§ **What you are asked to do**: Please return the lines below verbatim, beginning at the one that has "Register a new user" and stopping after the one that has "use std::sync::Arc;", and add no other lines.

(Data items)

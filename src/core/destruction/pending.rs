//! Pending destruction records and the policy that bounds them

use chrono::{DateTime, Duration, Utc};
use uuid::Uuid;

/// Default validity window of a confirmation code (5 minutes)
pub const DEFAULT_CODE_TTL_SECS: i64 = 5 * 60;

/// Default number of confirmation attempts per code
pub const DEFAULT_MAX_ATTEMPTS: u32 = 3;

/// Expiry window and attempt budget applied to every pending destruction
#[derive(Debug, Clone, Copy, PartialEq, Eq)]
pub struct DestructionPolicy {
    pub code_ttl: Duration,
    pub max_attempts: u32,
}

impl Default for DestructionPolicy {
    fn default() -> Self {
        Self {
            code_ttl: Duration::seconds(DEFAULT_CODE_TTL_SECS),
            max_attempts: DEFAULT_MAX_ATTEMPTS,
        }
    }
}

impl DestructionPolicy {
    pub fn code_ttl(mut self, ttl: Duration) -> Self {
        self.code_ttl = ttl;
        self
    }

    pub fn max_attempts(mut self, attempts: u32) -> Self {
        self.max_attempts = attempts;
        self
    }
}

/// An issued, not yet confirmed destruction of one gadget
#[derive(Clone)]
pub struct PendingDestruction {
    pub item_id: Uuid,
    code: String,
    pub issued_at: DateTime<Utc>,
    pub expires_at: DateTime<Utc>,
    /// Confirmation attempts made against this record
    pub attempts: u32,
}

impl PendingDestruction {
    pub fn new(item_id: Uuid, code: String, issued_at: DateTime<Utc>, ttl: Duration) -> Self {
        Self {
            item_id,
            code,
            issued_at,
            expires_at: issued_at
                .checked_add_signed(ttl)
                .unwrap_or(DateTime::<Utc>::MAX_UTC),
            attempts: 0,
        }
    }

    /// Strictly after `expires_at`; a confirmation exactly at the deadline is still valid
    pub fn is_expired(&self, now: DateTime<Utc>) -> bool {
        now > self.expires_at
    }

    pub fn matches(&self, supplied: &str) -> bool {
        self.code == supplied
    }

    /// Whether this record was issued with `code` at `issued_at`
    pub(crate) fn is_issue(&self, code: &str, issued_at: DateTime<Utc>) -> bool {
        self.issued_at == issued_at && self.code == code
    }
}

impl std::fmt::Debug for PendingDestruction {
    fn fmt(&self, f: &mut std::fmt::Formatter<'_>) -> std::fmt::Result {
        f.debug_struct("PendingDestruction")
            .field("item_id", &self.item_id)
            .field("code", &"<redacted>")
            .field("issued_at", &self.issued_at)
            .field("expires_at", &self.expires_at)
            .field("attempts", &self.attempts)
            .finish()
    }
}
//! Auth API endpoints
//!
//! - POST /api/auth/register - Register a new user
//! - POST /api/auth/login - Login and get an access token
//! - GET /api/auth/me - Get current user info

use axum::{
    Json, Router,
    extract::State,
    http::{HeaderMap, StatusCode, header},
    response::{IntoResponse, Response},
    routing::{get, post},
};
use serde::Serialize;
use std::sync::Arc;

use crate::core::auth::{AuthError, AuthService, LoginRequest, LoginResponse, RegisterRequest};
use crate::core::db::models::UserResponse;

/// Auth API state containing the auth service
#[derive(Clone)]
pub struct AuthApiState {
    pub auth_service: AuthService,
}

/// API error response
#[derive(Debug, Serialize)]
pub struct ApiError {
    pub error: String,
    pub code: String,
}

impl ApiError {
    pub fn new(error: impl Into<String>, code: impl Into<String>) -> Self {
        Self {
            error: error.into(),
            code: code.into(),
        }
    }
}

impl AuthError {
    pub fn status_and_code(&self) -> (StatusCode, &'static str) {
        match self {
            AuthError::MissingFields(_) => (StatusCode::UNPROCESSABLE_ENTITY, "MISSING_FIELDS"),
            AuthError::InvalidEmail => (StatusCode::BAD_REQUEST, "INVALID_EMAIL"),
            AuthError::EmailAlreadyExists => (StatusCode::CONFLICT, "EMAIL_EXISTS"),
            AuthError::InvalidCredentials => (StatusCode::UNAUTHORIZED, "INVALID_CREDENTIALS"),
            AuthError::MissingToken => (StatusCode::UNAUTHORIZED, "UNAUTHORIZED"),
            AuthError::InvalidToken => (StatusCode::UNAUTHORIZED, "INVALID_TOKEN"),
            AuthError::TokenExpired => (StatusCode::UNAUTHORIZED, "TOKEN_EXPIRED"),
            AuthError::InternalError(_) => (StatusCode::INTERNAL_SERVER_ERROR, "INTERNAL_ERROR"),
        }
    }
}

/// Convert AuthError to API response
impl IntoResponse for AuthError {
    fn into_response(self) -> Response {
        let (status, code) = self.status_and_code();

        if let AuthError::InternalError(ref e) = self {
            tracing::error!("Auth internal error: {}", e);
        }

        (status, Json(ApiError::new(self.to_string(), code))).into_response()
    }
}

/// Response for a successful registration
#[derive(Debug, Serialize)]
pub struct RegisterApiResponse {
    pub message: String,
    pub user: UserResponse,
}

/// Response for a successful login
#[derive(Debug, Serialize)]
pub struct LoginApiResponse {
    pub message: String,
    #[serde(flatten)]
    pub login: LoginResponse,
}

/// Create the auth API router
pub fn auth_api_router(state: AuthApiState) -> Router {
    let state = Arc::new(state);

    Router::new()
        .route("/api/auth/register", post(register_handler))
        .route("/api/auth/login", post(login_handler))
        .route("/api/auth/me", get(me_handler))
        .with_state(state)
}

/// POST /api/auth/register
async fn register_handler(
    State(state): State<Arc<AuthApiState>>,
    Json(request): Json<RegisterRequest>,
) -> Result<(StatusCode, Json<RegisterApiResponse>), AuthError> {
    tracing::info!("Registration attempt for email: {}", request.email);

    let user = state.auth_service.register(request).await?;

    tracing::info!("User registered successfully: {}", user.email);

    Ok((
        StatusCode::CREATED,
        Json(RegisterApiResponse {
            message: "User registered successfully.".to_string(),
            user,
        }),
    ))
}

/// POST /api/auth/login
async fn login_handler(
    State(state): State<Arc<AuthApiState>>,
    Json(request): Json<LoginRequest>,
) -> Result<Json<LoginApiResponse>, AuthError> {
    tracing::info!("Login attempt for email: {}", request.email);

    let login = state.auth_service.login(request).await?;

    tracing::info!("User logged in successfully: {}", login.user.email);

    Ok(Json(LoginApiResponse {
        message: "User logged in successfully.".to_string(),
        login,
    }))
}

/// GET /api/auth/me
async fn me_handler(
    State(state): State<Arc<AuthApiState>>,
    headers: HeaderMap,
) -> Result<Json<UserResponse>, AuthError> {
    let token = extract_bearer_token(&headers)?;

    let user = state.auth_service.authenticate(&token).await?;

    Ok(Json(user.into()))
}

/// Extract Bearer token from Authorization header
pub fn extract_bearer_token(headers: &HeaderMap) -> Result<String, AuthError> {
    let auth_header = headers
        .get(header::AUTHORIZATION)
        .and_then(|v| v.to_str().ok())
        .ok_or(AuthError::MissingToken)?;

    let token = auth_header
        .strip_prefix("Bearer ")
        .ok_or(AuthError::InvalidToken)?
        .trim();

    if token.is_empty() {
        return Err(AuthError::MissingToken);
    }

    Ok(token.to_string())
}
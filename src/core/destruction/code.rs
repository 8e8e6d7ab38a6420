//! Confirmation code generation

use rand::Rng;

/// Smallest 6-digit code
const CODE_MIN: u32 = 100_000;

/// Largest 6-digit code
const CODE_MAX: u32 = 999_999;

/// Source of confirmation codes
pub trait CodeGenerator: Send + Sync {
    fn generate(&self) -> String;
}

/// Uniformly random 6-digit numeric codes (900 000 possible values)
#[derive(Debug, Clone, Copy, Default)]
pub struct NumericCodeGenerator;

impl CodeGenerator for NumericCodeGenerator {
    fn generate(&self) -> String {
        rand::thread_rng().gen_range(CODE_MIN..=CODE_MAX).to_string()
    }
}
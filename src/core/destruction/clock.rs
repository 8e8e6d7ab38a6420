//! Time source for expiry decisions

use chrono::{DateTime, Utc};

pub trait Clock: Send + Sync {
    fn now(&self) -> DateTime<Utc>;
}

/// Wall clock
#[derive(Debug, Clone, Copy, Default)]
pub struct SystemClock;

impl Clock for SystemClock {
    fn now(&self) -> DateTime<Utc> {
        Utc::now()
    }
}
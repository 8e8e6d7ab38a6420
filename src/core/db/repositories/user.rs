//! User repository for database operations
//!
//! Provides account storage with password hashing using bcrypt.

use sqlx::PgPool;
use uuid::Uuid;

use crate::core::db::models::User;

/// Cost factor for bcrypt hashing
const BCRYPT_COST: u32 = 10;

/// User repository error types
#[derive(Debug, thiserror::Error)]
pub enum UserRepositoryError {
    #[error("Email already exists")]
    EmailAlreadyExists,

    #[error("Password hashing failed: {0}")]
    HashingError(String),

    #[error("Database error: {0}")]
    DatabaseError(#[from] sqlx::Error),
}

/// User repository for database operations
#[derive(Clone)]
pub struct UserRepository {
    pool: PgPool,
}

impl UserRepository {
    /// Create a new user repository
    pub fn new(pool: PgPool) -> Self {
        Self { pool }
    }

    /// Hash a password using bcrypt with automatic salt generation
    pub fn hash_password(password: &str) -> Result<String, UserRepositoryError> {
        bcrypt::hash(password, BCRYPT_COST)
            .map_err(|e| UserRepositoryError::HashingError(e.to_string()))
    }

    /// Verify a password against a bcrypt hash
    pub fn verify_password(password: &str, hash: &str) -> Result<bool, UserRepositoryError> {
        bcrypt::verify(password, hash).map_err(|e| UserRepositoryError::HashingError(e.to_string()))
    }

    /// Create a new user with a plain text password (will be hashed)
    pub async fn create(
        &self,
        name: &str,
        email: &str,
        password: &str,
    ) -> Result<User, UserRepositoryError> {
        if self.find_by_email(email).await?.is_some() {
            return Err(UserRepositoryError::EmailAlreadyExists);
        }

        let password_hash = Self::hash_password(password)?;

        let user = sqlx::query_as::<_, User>(
            r#"
            INSERT INTO users (name, email, password_hash)
            VALUES ($1, $2, $3)
            RETURNING id, name, email, password_hash, created_at, updated_at
            "#,
        )
        .bind(name)
        .bind(email)
        .bind(&password_hash)
        .fetch_one(&self.pool)
        .await
        .map_err(|e| match e {
            // Lost a race with a concurrent registration for the same email
            sqlx::Error::Database(ref db) if db.is_unique_violation() => {
                UserRepositoryError::EmailAlreadyExists
            }
            other => UserRepositoryError::DatabaseError(other),
        })?;

        Ok(user)
    }

    /// Find a user by ID
    pub async fn find_by_id(&self, id: Uuid) -> Result<Option<User>, UserRepositoryError> {
        let user = sqlx::query_as::<_, User>(
            r#"
            SELECT id, name, email, password_hash, created_at, updated_at
            FROM users
            WHERE id = $1
            "#,
        )
        .bind(id)
        .fetch_optional(&self.pool)
        .await?;

        Ok(user)
    }

    /// Find a user by email
    pub async fn find_by_email(&self, email: &str) -> Result<Option<User>, UserRepositoryError> {
        let user = sqlx::query_as::<_, User>(
            r#"
            SELECT id, name, email, password_hash, created_at, updated_at
            FROM users
            WHERE email = $1
            "#,
        )
        .bind(email)
        .fetch_optional(&self.pool)
        .await?;

        Ok(user)
    }

    /// Authenticate a user by email and password
    /// Returns the user if credentials are valid, None otherwise
    pub async fn authenticate(
        &self,
        email: &str,
        password: &str,
    ) -> Result<Option<User>, UserRepositoryError> {
        let user = match self.find_by_email(email).await? {
            Some(u) => u,
            None => return Ok(None),
        };

        let is_valid = Self::verify_password(password, &user.password_hash)?;

        if is_valid { Ok(Some(user)) } else { Ok(None) }
    }
}
//! Out-of-band delivery of confirmation codes
//!
//! The coordinator never assumes a confirmation code is safe to hand back to
//! whoever asked for the destruction. Codes go through a [`Notifier`], which a
//! deployment backs with e-mail, SMS or a pager. [`LogNotifier`] writes the
//! code to the service log and is meant for local development only.

use async_trait::async_trait;
use chrono::{DateTime, Utc};
use uuid::Uuid;

/// A confirmation code addressed to a gadget's owner
#[derive(Clone)]
pub struct DestructionNotice {
    pub gadget_id: Uuid,
    pub gadget_name: String,
    /// Owner of the gadget, if one is recorded
    pub recipient: Option<Uuid>,
    pub code: String,
    pub expires_at: DateTime<Utc>,
}

impl std::fmt::Debug for DestructionNotice {
    fn fmt(&self, f: &mut std::fmt::Formatter<'_>) -> std::fmt::Result {
        f.debug_struct("DestructionNotice")
            .field("gadget_id", &self.gadget_id)
            .field("gadget_name", &self.gadget_name)
            .field("recipient", &self.recipient)
            .field("code", &"<redacted>")
            .field("expires_at", &self.expires_at)
            .finish()
    }
}

#[derive(Debug, thiserror::Error)]
#[error("Notification delivery failed: {0}")]
pub struct NotifyError(pub String);

#[async_trait]
pub trait Notifier: Send + Sync {
    async fn notify(&self, notice: &DestructionNotice) -> Result<(), NotifyError>;
}

/// Development notifier that writes codes to the log
#[derive(Debug, Clone, Copy, Default)]
pub struct LogNotifier;

#[async_trait]
impl Notifier for LogNotifier {
    async fn notify(&self, notice: &DestructionNotice) -> Result<(), NotifyError> {
        tracing::info!(
            gadget_id = %notice.gadget_id,
            gadget = %notice.gadget_name,
            recipient = ?notice.recipient,
            code = %notice.code,
            expires_at = %notice.expires_at,
            "Destruction confirmation code issued"
        );
        Ok(())
    }
}

#[cfg(test)]
mod tests {
    use super::*;

    fn notice() -> DestructionNotice {
        DestructionNotice {
            gadget_id: Uuid::new_v4(),
            gadget_name: "Silent Falcon".to_string(),
            recipient: None,
            code: "482913".to_string(),
            expires_at: Utc::now(),
        }
    }

    #[test]
    fn test_debug_redacts_code() {
        let debug = format!("{:?}", notice());

        assert!(!debug.contains("482913"));
        assert!(debug.contains("<redacted>"));
        assert!(debug.contains("Silent Falcon"));
    }

    #[tokio::test]
    async fn test_log_notifier_always_delivers() {
        assert!(LogNotifier.notify(&notice()).await.is_ok());
    }
}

§ **Problem solution**:
//! - POST /api/auth/register - Register a new user
//! - POST /api/auth/login - Login and get an access token
//! - GET /api/auth/me - Get current user info

use axum::{
    Json, Router,
    extract::State,
    http::{HeaderMap, StatusCode, header},
    response::{IntoResponse, Response},
    routing::{get, post},
};
use serde::Serialize;
use std::sync::Arc;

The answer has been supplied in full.